In truth, we are facing all three.

Financial meltdown

Assuming that the free-market crazies in Congress don't veto the Paulson bailout again, there should be relative calm in the markets by the week's end.

But don't expect the calm to last. Even if $700 billion worth of non-performing assets were replaced by treasury bonds in the next fortnight, sentiment is now so volatile that a few more bank failures could send a tsunami of panic cascading through the world's markets. Moreover, there is a limit to the number of bailouts that can be organised within a much-weakened US banking sector and, as the negotiations prior to Lehman Bothers collapse showed, even big sovereign wealth funds are reluctant to buy shaky banks.

That leaves nationalisation of the US banking sector - in whole or in part - as the ultimate option.

The advantage of nationalisation is that the state would acquire both assets and the liabilities (as in the case of Freddie and Fanny), but things will have to get very much worse before Mr Paulson supports such an alternative. And of course, where would that leave the US public borrowing requirement? The US is already the world's largest debtor, financing some $700 billion in current consumption by overseas borrowing - mainly from the Middle East, Russia and China.

If further financial weakness were to precipitate a run on the dollar, well, let's not even think about it.

The real economy

The reason we've not yet seen widespread pain is that the financial crisis is only just starting to work its way through to the real economy.

The credit crunch has already hit the worker whose house is being repossessed, and the rate of house repossessions in the US and the UK is climbing precipitously. Next will be the small businesses to whom the local bank will cut off new credit, not to mention the jobs and livelihoods to be lost as the recessionary spiral deepens.

And what about the ordinary Joe whose final salary pension has disappeared and who will never qualify for a mortgage on a decent house? Or the German or Italian export producer caught between a stronger euro and a weakening world market?

Many leading economists in the US have been critical of the Paulson bailout because it fails to address the underlying weakness of the real economy.

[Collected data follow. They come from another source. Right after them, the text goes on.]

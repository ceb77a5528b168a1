//! The module contains the `Account` struct and its persistence model.

use chrono::{DateTime, Utc};
use sea_orm::entity::{ActiveValue, prelude::*};
use serde::{Deserialize, Serialize};
use uuid::Uuid;

use crate::{EngineError, Money, ResultEngine, util::parse_uuid};

/// A tax-advantaged cash account.
///
/// The account keeps two denormalized balances: the `cash_balance` that can
/// still be invested and the `invested_total` already moved into its fund.
/// A transfer moves money from the former to the latter, so their sum never
/// changes because of a transfer.
#[derive(Clone, Debug, PartialEq, Eq, Serialize, Deserialize)]
pub struct Account {
    /// Stable identifier for this account.
    pub id: Uuid,
    pub owner_id: String,
    /// At most one fund per account.
    pub fund_id: Option<Uuid>,
    pub cash_balance: Money,
    pub invested_total: Money,
    /// Bumped on every write. Updates are conditioned on it.
    pub revision: i64,
    pub created_at: DateTime<Utc>,
    pub updated_at: DateTime<Utc>,
}

impl Account {
    /// Opens a new account with `cash_balance` and nothing invested.
    pub fn open(
        id: Uuid,
        owner_id: &str,
        cash_balance: Money,
        now: DateTime<Utc>,
    ) -> ResultEngine<Self> {
        let owner_id = owner_id.trim();
        if owner_id.is_empty() {
            return Err(EngineError::InvalidInput(
                "owner id must not be empty".to_string(),
            ));
        }
        if cash_balance.is_negative() {
            return Err(EngineError::InvalidAmount(
                "opening cash balance must be >= 0".to_string(),
            ));
        }
        Ok(Self {
            id,
            owner_id: owner_id.to_string(),
            fund_id: None,
            cash_balance,
            invested_total: Money::ZERO,
            revision: 0,
            created_at: now,
            updated_at: now,
        })
    }

    /// Sum of cash and invested money.
    pub fn holdings(&self) -> Money {
        self.cash_balance + self.invested_total
    }

    pub fn is_associated_with(&self, fund_id: Uuid) -> bool {
        self.fund_id == Some(fund_id)
    }
}

#[derive(Clone, Debug, PartialEq, Eq, DeriveEntityModel)]
#[sea_orm(table_name = "accounts")]
pub struct Model {
    #[sea_orm(primary_key, auto_increment = false)]
    pub id: String,
    pub owner_id: String,
    pub fund_id: Option<String>,
    pub cash_balance: String,
    pub invested_total: String,
    pub revision: i64,
    pub created_at: DateTimeUtc,
    pub updated_at: DateTimeUtc,
}

#[derive(Copy, Clone, Debug, EnumIter, DeriveRelation)]
pub enum Relation {
    #[sea_orm(has_many = "super::transfers::Entity")]
    Transfers,
    #[sea_orm(
        belongs_to = "super::funds::Entity",
        from = "Column::FundId",
        to = "super::funds::Column::Id",
        on_update = "NoAction",
        on_delete = "NoAction"
    )]
    Funds,
}

impl Related<super::transfers::Entity> for Entity {
    fn to() -> RelationDef {
        Relation::Transfers.def()
    }
}

impl Related<super::funds::Entity> for Entity {
    fn to() -> RelationDef {
        Relation::Funds.def()
    }
}

impl ActiveModelBehavior for ActiveModel {}

impl From<&Account> for ActiveModel {
    fn from(value: &Account) -> Self {
        Self {
            id: ActiveValue::Set(value.id.to_string()),
            owner_id: ActiveValue::Set(value.owner_id.clone()),
            fund_id: ActiveValue::Set(value.fund_id.map(|id| id.to_string())),
            cash_balance: ActiveValue::Set(value.cash_balance.to_storage()),
            invested_total: ActiveValue::Set(value.invested_total.to_storage()),
            revision: ActiveValue::Set(value.revision),
            created_at: ActiveValue::Set(value.created_at),
            updated_at: ActiveValue::Set(value.updated_at),
        }
    }
}

impl TryFrom<Model> for Account {
    type Error = EngineError;

    fn try_from(model: Model) -> Result<Self, Self::Error> {
        Ok(Self {
            id: parse_uuid(&model.id, "account")?,
            owner_id: model.owner_id,
            fund_id: model
                .fund_id
                .as_deref()
                .map(|id| parse_uuid(id, "fund"))
                .transpose()?,
            cash_balance: Money::from_storage(&model.cash_balance, "cash_balance")?,
            invested_total: Money::from_storage(&model.invested_total, "invested_total")?,
            revision: model.revision,
            created_at: model.created_at,
            updated_at: model.updated_at,
        })
    }
}
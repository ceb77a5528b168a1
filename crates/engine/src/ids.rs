use uuid::Uuid;

/// Source of fresh record identifiers.
pub trait IdGenerator: Send + Sync {
    fn generate(&self) -> Uuid;
}

/// Random v4 identifiers.
#[derive(Debug, Default, Clone, Copy)]
pub struct UuidGenerator;

impl IdGenerator for UuidGenerator {
    fn generate(&self) -> Uuid {
        Uuid::new_v4()
    }
}
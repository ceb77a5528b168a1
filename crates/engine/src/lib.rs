//! Investment-execution engine for tax-advantaged cash accounts.
//!
//! An [`Account`] holds cash and may be associated with one [`Fund`]. The
//! [`Engine`] moves cash into that fund, keeping the account balances, the
//! fund total and the append-only [`Transfer`] ledger consistent.

pub use accounts::Account;
pub use balances::{AccountBalances, BalanceUpdate, apply_transfer};
pub use eligibility::check_eligibility;
pub use error::{EngineError, StoreError};
pub use events::{EventSink, RecordingSink, TracingSink, TransferEvent};
pub use funds::{Fund, FundCategory, RiskTier};
pub use ids::{IdGenerator, UuidGenerator};
pub use money::Money;
pub use ops::{Engine, EngineBuilder, ExecutedTransfer};
pub use retry::RetryPolicy;
pub use stage::TransferStage;
pub use store::{
    AtomicWriter, DatabaseStore, MemoryStore, RecordStore, StoreResult, TransferWrite,
};
pub use transfers::{NewTransfer, Transfer};

mod accounts;
mod balances;
pub mod commands;
mod eligibility;
mod error;
mod events;
mod funds;
mod ids;
mod money;
mod ops;
mod retry;
mod stage;
mod store;
mod transfers;
mod util;

type ResultEngine<T> = Result<T, EngineError>;
use axum::{
    Router,
    routing::{get, post, put},
};

use std::sync::Arc;

use crate::{accounts, funds, transfers};
use engine::Engine;

#[derive(Clone)]
pub struct ServerState {
    pub engine: Arc<Engine>,
}

/// All routes, bound to `engine`.
pub fn router(engine: Engine) -> Router {
    let state = ServerState {
        engine: Arc::new(engine),
    };

    Router::new()
        .route("/accounts", post(accounts::account_new))
        .route("/accounts/{id}", get(accounts::get))
        .route("/accounts/{id}/fund/{fund_id}", put(accounts::associate_fund))
        .route("/accounts/{id}/invest", post(transfers::invest))
        .route("/accounts/{id}/transfers", get(transfers::list))
        .route("/transfers/{id}", get(transfers::get))
        .route("/funds", post(funds::fund_new).get(funds::list))
        .route("/funds/{id}", get(funds::get).put(funds::fund_update))
        .with_state(state)
}

pub async fn run(engine: Engine) {
    let listener = match tokio::net::TcpListener::bind("127.0.0.1:3000").await {
        Ok(listener) => listener,
        Err(err) => {
            tracing::error!("failed to bind server listener: {err}");
            return;
        }
    };
    if let Err(err) = run_with_listener(engine, listener).await {
        tracing::error!("server failed: {err}");
    }
}

pub async fn run_with_listener(
    engine: Engine,
    listener: tokio::net::TcpListener,
) -> Result<(), std::io::Error> {
    let addr = listener.local_addr()?;
    tracing::info!("Server listening on {}", addr);

    axum::serve(listener, router(engine)).await
}

pub fn spawn_with_listener(
    engine: Engine,
    listener: tokio::net::TcpListener,
) -> Result<std::net::SocketAddr, std::io::Error> {
    let addr = listener.local_addr()?;

    tokio::spawn(async move {
        if let Err(err) = run_with_listener(engine, listener).await {
            tracing::error!("server failed: {err}");
        }
    });

    Ok(addr)
}

#[cfg(test)]
mod tests {
    use axum::{
        body::Body,
        http::{Method, Request, StatusCode},
    };
    use engine::MemoryStore;
    use http_body_util::BodyExt;
    use serde_json::{Value, json};
    use tower::ServiceExt;

    use super::*;

    async fn app() -> Router {
        let engine = Engine::builder()
            .store(Arc::new(MemoryStore::new()))
            .build()
            .await
            .unwrap();
        router(engine)
    }

    async fn send(app: &Router, method: Method, uri: &str, body: Option<Value>) -> (StatusCode, Value) {
        let request = Request::builder()
            .method(method)
            .uri(uri)
            .header("content-type", "application/json");
        let request = match body {
            Some(body) => request.body(Body::from(body.to_string())).unwrap(),
            None => request.body(Body::empty()).unwrap(),
        };

        let response = app.clone().oneshot(request).await.unwrap();
        let status = response.status();
        let bytes = response.into_body().collect().await.unwrap().to_bytes();
        let value = if bytes.is_empty() {
            Value::Null
        } else {
            serde_json::from_slice(&bytes).unwrap()
        };
        (status, value)
    }

    /// Account with `cash` associated with a fresh fund; returns both ids.
    async fn seed(app: &Router, cash: &str) -> (String, String) {
        let (status, fund) = send(
            app,
            Method::POST,
            "/funds",
            Some(json!({
                "name": "World",
                "description": "Global equity",
                "category": "Equity",
                "risk": "High",
                "total": "10000"
            })),
        )
        .await;
        assert_eq!(status, StatusCode::CREATED);
        let fund_id = fund["id"].as_str().unwrap().to_string();

        let (status, account) = send(
            app,
            Method::POST,
            "/accounts",
            Some(json!({ "owner_id": "alice", "cash_balance": cash })),
        )
        .await;
        assert_eq!(status, StatusCode::CREATED);
        let account_id = account["id"].as_str().unwrap().to_string();

        let (status, account) = send(
            app,
            Method::PUT,
            &format!("/accounts/{account_id}/fund/{fund_id}"),
            None,
        )
        .await;
        assert_eq!(status, StatusCode::OK);
        assert_eq!(account["fund_id"], json!(fund_id));

        (account_id, fund_id)
    }

    #[tokio::test]
    async fn invest_then_replay() {
        let app = app().await;
        let (account_id, fund_id) = seed(&app, "25000").await;
        let body = json!({ "fund_id": fund_id, "amount": "25000", "idempotency_key": "k-1" });

        let (status, first) = send(
            &app,
            Method::POST,
            &format!("/accounts/{account_id}/invest"),
            Some(body.clone()),
        )
        .await;
        assert_eq!(status, StatusCode::CREATED);
        assert_eq!(first["replayed"], json!(false));
        assert_eq!(first["transfer"]["amount"], json!("25000"));

        let (status, second) = send(
            &app,
            Method::POST,
            &format!("/accounts/{account_id}/invest"),
            Some(body),
        )
        .await;
        assert_eq!(status, StatusCode::OK);
        assert_eq!(second["replayed"], json!(true));
        assert_eq!(second["transfer"]["id"], first["transfer"]["id"]);

        let (_, account) = send(&app, Method::GET, &format!("/accounts/{account_id}"), None).await;
        assert_eq!(account["cash_balance"], json!("0"));
        assert_eq!(account["invested_total"], json!("25000"));

        let (_, fund) = send(&app, Method::GET, &format!("/funds/{fund_id}"), None).await;
        assert_eq!(fund["total"], json!("35000"));

        let (_, list) = send(
            &app,
            Method::GET,
            &format!("/accounts/{account_id}/transfers"),
            None,
        )
        .await;
        assert_eq!(list["transfers"].as_array().unwrap().len(), 1);

        let transfer_id = first["transfer"]["id"].as_str().unwrap();
        let (status, transfer) =
            send(&app, Method::GET, &format!("/transfers/{transfer_id}"), None).await;
        assert_eq!(status, StatusCode::OK);
        assert_eq!(transfer["account_id"], json!(account_id));
    }

    #[tokio::test]
    async fn insufficient_balance_is_422() {
        let app = app().await;
        let (account_id, fund_id) = seed(&app, "500").await;

        let (status, body) = send(
            &app,
            Method::POST,
            &format!("/accounts/{account_id}/invest"),
            Some(json!({ "fund_id": fund_id, "amount": "10000" })),
        )
        .await;
        assert_eq!(status, StatusCode::UNPROCESSABLE_ENTITY);
        assert_eq!(body["code"], json!("INSUFFICIENT_BALANCE"));

        let (_, account) = send(&app, Method::GET, &format!("/accounts/{account_id}"), None).await;
        assert_eq!(account["cash_balance"], json!("500"));
    }

    #[tokio::test]
    async fn second_association_is_422() {
        let app = app().await;
        let (account_id, fund_id) = seed(&app, "1").await;

        let (status, body) = send(
            &app,
            Method::PUT,
            &format!("/accounts/{account_id}/fund/{fund_id}"),
            None,
        )
        .await;
        assert_eq!(status, StatusCode::UNPROCESSABLE_ENTITY);
        assert_eq!(body["code"], json!("FUND_ALREADY_ASSOCIATED"));
    }

    #[tokio::test]
    async fn unknown_records_are_404() {
        let app = app().await;
        let id = uuid::Uuid::new_v4();

        for uri in [
            format!("/accounts/{id}"),
            format!("/accounts/{id}/transfers"),
            format!("/funds/{id}"),
            format!("/transfers/{id}"),
        ] {
            let (status, _) = send(&app, Method::GET, &uri, None).await;
            assert_eq!(status, StatusCode::NOT_FOUND, "{uri}");
        }

        let (status, body) = send(
            &app,
            Method::POST,
            &format!("/accounts/{id}/invest"),
            Some(json!({ "fund_id": id, "amount": "1" })),
        )
        .await;
        assert_eq!(status, StatusCode::NOT_FOUND);
        assert_eq!(body["code"], json!("ACCOUNT_NOT_FOUND"));
    }

    #[tokio::test]
    async fn malformed_requests_are_400() {
        let app = app().await;

        let request = Request::builder()
            .method(Method::POST)
            .uri("/accounts")
            .header("content-type", "application/json")
            .body(Body::from("{not json"))
            .unwrap();
        let response = app.clone().oneshot(request).await.unwrap();
        assert_eq!(response.status(), StatusCode::BAD_REQUEST);

        let (status, body) = send(
            &app,
            Method::POST,
            "/funds",
            Some(json!({ "name": "x", "description": "y", "category": "Crypto", "risk": "Low" })),
        )
        .await;
        assert_eq!(status, StatusCode::BAD_REQUEST);
        assert_eq!(body["code"], json!("BAD_REQUEST"));

        for uri in [
            "/accounts/not-a-uuid",
            "/funds/not-a-uuid",
            "/transfers/not-a-uuid",
            "/accounts/not-a-uuid/transfers",
        ] {
            let (status, body) = send(&app, Method::GET, uri, None).await;
            assert_eq!(status, StatusCode::BAD_REQUEST, "{uri}");
            assert_eq!(body["code"], json!("BAD_REQUEST"), "{uri}");
            assert!(body["error"].is_string(), "{uri}");
        }
    }

    #[tokio::test]
    async fn invalid_amount_text_is_422() {
        let app = app().await;
        let (account_id, fund_id) = seed(&app, "10").await;

        for amount in ["abc", "0", "-5"] {
            let (status, body) = send(
                &app,
                Method::POST,
                &format!("/accounts/{account_id}/invest"),
                Some(json!({ "fund_id": fund_id, "amount": amount })),
            )
            .await;
            assert_eq!(status, StatusCode::UNPROCESSABLE_ENTITY, "{amount}");
            assert_eq!(body["code"], json!("INVALID_AMOUNT"));
        }
    }

    #[tokio::test]
    async fn funds_are_listed_and_edited() {
        let app = app().await;
        for name in ["Gilts", "Asia"] {
            let (status, _) = send(
                &app,
                Method::POST,
                "/funds",
                Some(json!({
                    "name": name,
                    "description": "desc",
                    "category": "Bond",
                    "risk": "Low",
                    "performance": "3.5"
                })),
            )
            .await;
            assert_eq!(status, StatusCode::CREATED);
        }

        let (_, list) = send(&app, Method::GET, "/funds", None).await;
        let funds = list["funds"].as_array().unwrap();
        assert_eq!(funds[0]["name"], json!("Asia"));
        assert_eq!(funds[1]["name"], json!("Gilts"));
        assert_eq!(funds[0]["total"], json!("0"));
        assert_eq!(funds[0]["performance"], json!("3.5"));

        let fund_id = funds[0]["id"].as_str().unwrap();
        let (status, fund) = send(
            &app,
            Method::PUT,
            &format!("/funds/{fund_id}"),
            Some(json!({ "name": "Asia Pacific", "description": "Ex-Japan" })),
        )
        .await;
        assert_eq!(status, StatusCode::OK);
        assert_eq!(fund["name"], json!("Asia Pacific"));
        assert_eq!(fund["revision"], json!(1));

        let (status, body) = send(
            &app,
            Method::PUT,
            &format!("/funds/{fund_id}"),
            Some(json!({ "name": " ", "description": "Ex-Japan" })),
        )
        .await;
        assert_eq!(status, StatusCode::UNPROCESSABLE_ENTITY);
        assert_eq!(body["code"], json!("INVALID_INPUT"));
    }
}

Why give $700bn to the bankers when one could bail out the mortgage defaulters instead, thus addressing the cause of the sub-prime problem and not just shoring up bankers' balance sheets?

It's a good question.

The proximate answer is that had the Democrats voted against Paulson, thus increasing financial chaos, Barrack Obama's electoral campaign would be toast. But politics aside, the real economy is where the sickness lies, and the Fed must cut interest rates soon - and so must the ECB!

The Japanese precedent

The current crisis looks very much like what happened in the late 1980s in Japan when a few square kilometres in central Tokyo was said to be worth more than the whole state of California. When the property bubble burst in 1989, the Bank of Japan (BoJ) dithered for months before cutting interest rates.

As Keynes argued in the dark days of the 1930s, the antidote to a financial crisis and impending economic depression is to flood the market with cheap credit in order to prevent the general price level from falling (i.e., deflation). If deflation can be kept at bay, fiscal expansion can help put people back to work and stimulate a rise in national income.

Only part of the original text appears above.